> _What to produce_:
From the records below, transcribe exactly the lines that begin at the line with "fn from_str(s: &str)" and end at the line with "impl std::fmt::Display for", both included.

> _Stored data entries_:
※

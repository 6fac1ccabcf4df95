//! Donation amounts using decimal arithmetic.

use std::iter::Sum;
use std::ops::Add;

use rust_decimal::Decimal;
use serde::{Deserialize, Serialize};

/// Errors that can occur when parsing an [`Amount`] from user input.
#[derive(thiserror::Error, Debug, Clone, PartialEq, Eq)]
pub enum AmountError {
    /// The input is not a decimal number.
    #[error("amount must be a number, got {0:?}")]
    NotANumber(String),
    /// The amount is zero or negative.
    #[error("amount must be greater than zero")]
    NotPositive,
}

/// A monetary amount in the parish's currency.
///
/// The backend stores amounts as floating point and sends them as JSON
/// numbers; the client keeps them as [`Decimal`] so that totals over many
/// donations do not drift.
#[derive(Debug, Clone, Copy, PartialEq, Eq, PartialOrd, Ord, Hash, Default, Serialize, Deserialize)]
#[serde(transparent)]
pub struct Amount(#[serde(with = "rust_decimal::serde::float")] Decimal);

impl Amount {
    /// Zero.
    pub const ZERO: Self = Self(Decimal::ZERO);

    /// Wrap a decimal value.
    #[must_use]
    pub const fn new(value: Decimal) -> Self {
        Self(value)
    }

    /// Get the underlying decimal value.
    #[must_use]
    pub const fn value(&self) -> Decimal {
        self.0
    }
}

impl std::str::FromStr for Amount {
    type Err = AmountError;

    /// Parses user input such as `"25"` or `"12.50"`. Only positive amounts
    /// are accepted; amounts received from the backend are not checked.
    fn from_str(s: &str) -> Result<Self, Self::Err> {
        let value: Decimal = s
            .trim()
            .parse()
            .map_err(|_| AmountError::NotANumber(s.to_owned()))?;
        if value <= Decimal::ZERO {
            return Err(AmountError::NotPositive);
        }
        Ok(Self(value))
    }
}

impl std::fmt::Display for Amount {
    fn fmt(&self, f: &mut std::fmt::Formatter<'_>) -> std::fmt::Result {
        write!(f, "{:.2}", self.0)
    }
}

impl Add for Amount {
    type Output = Self;

    fn add(self, rhs: Self) -> Self::Output {
        Self(self.0 + rhs.0)
    }
}

impl Sum for Amount {
    fn sum<I: Iterator<Item = Self>>(iter: I) -> Self {
        iter.fold(Self::ZERO, Add::add)
    }
}

impl<'a> Sum<&'a Self> for Amount {
    fn sum<I: Iterator<Item = &'a Self>>(iter: I) -> Self {
        iter.copied().sum()
    }
}

#[cfg(test)]
#[allow(clippy::unwrap_used)]
mod tests {
    use super::*;

    #[test]
    fn test_parse_user_input() {
        let amount: Amount = "12.50".parse().unwrap();
        assert_eq!(amount.to_string(), "12.50");
        assert_eq!("abc".parse::<Amount>(), Err(AmountError::NotANumber("abc".into())));
        assert_eq!("0".parse::<Amount>(), Err(AmountError::NotPositive));
        assert_eq!("-5".parse::<Amount>(), Err(AmountError::NotPositive));
    }

    #[test]
    fn test_decodes_json_number() {
        let amount: Amount = serde_json::from_str("100.25").unwrap();
        assert_eq!(amount, "100.25".parse().unwrap());
    }

    #[test]
    fn test_encodes_json_number() {
        let amount: Amount = "40".parse().unwrap();
        assert_eq!(serde_json::to_string(&amount).unwrap(), "40.0");
    }

    #[test]
    fn test_sum_is_exact() {
        let amounts: Vec<Amount> = ["0.10", "0.20", "0.30"]
            .iter()
            .map(|s| s.parse().unwrap())
            .collect();
        let total: Amount = amounts.iter().sum();
        assert_eq!(total.to_string(), "0.60");
    }
}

※

> _Completed exercise_:
    fn from_str(s: &str) -> Result<Self, Self::Err> {
        let value: Decimal = s
            .trim()
            .parse()
            .map_err(|_| AmountError::NotANumber(s.to_owned()))?;
        if value <= Decimal::ZERO {
            return Err(AmountError::NotPositive);
        }
        Ok(Self(value))
    }
}

impl std::fmt::Display for Amount {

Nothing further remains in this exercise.